Larry Himes loses a Hall of Famer and Cubs legend in Greg Maddux

Himes’ other great baseball crime was, of course, the Greg Maddux debacle. His failure to sign Maddux, who had become a free agent after the 1992 season, ranks with Brock-Broglio, Bartman, and Dave Kingman singing the seventh inning stretch as horrifying memories from which only senescence will rescue us. Here’s a detailed account of the clown-car negotiations, told largely from Himes’ point of view.

The keyword in the article is “murky” – even today it is impossible to determine why the Cubs failed to sign Maddux. Was it the money-grubbing pitcher? The egomaniacal agent? The abrasive and chaotic GM? The clueless ownership suits who thought sacrifice flies were insects killed to appease angry gods?

That these questions cannot be answered with certainty even years after the event is an indictment of ownership and the front office.

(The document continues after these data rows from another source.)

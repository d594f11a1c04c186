//! Command handler modules, one per resource subcommand tree.

pub mod auth_cmd;
pub mod config_cmd;
pub mod container_types;
pub mod containers;
pub mod history;
pub mod product_types;
pub mod products;
pub mod roles;
pub mod units;
pub mod users;
pub mod util;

An organization worth the name does not let critical, franchise-altering decisions like this simply disappear into a morass of denial.

There should have been a coherent approach to Maddux, agreed upon in advance by all relevant levels of the management chain. Perhaps the right-hander still would have left – indeed, perhaps the Cubs would have made a deliberate, carefully thought out decision not to pay him – but instead one of the most important decisions in Cubs history was carelessly left on the floor for the cat to chew.

Himes Raids the South Side

Himes did trade the moldering remains of George Bell for Sammy Sosa, and this is still a handy stick with which to poke Sox fans. At one time it looked like this might partially offset the Maddux debacle. But with Sosa’s complicated legacy, even this victory is showing some rust.

Himes had much less draft success with the Cubs than he had with the Sox. None of his draftees achieved double-digit major league career WAR production. And his 1994 draft … well … you have to see it to believe it. Ten pitchers in the first ten rounds – it’s less a draft than a cry for help.

Whatever Himes’ skills were, Cubs ownership understood and used them poorly. In retrospect the Cubs’ rudderless mediocrity for much of the 1990s seems almost inevitable. Fortunately, no major league teams today are similarly misman- wait, what?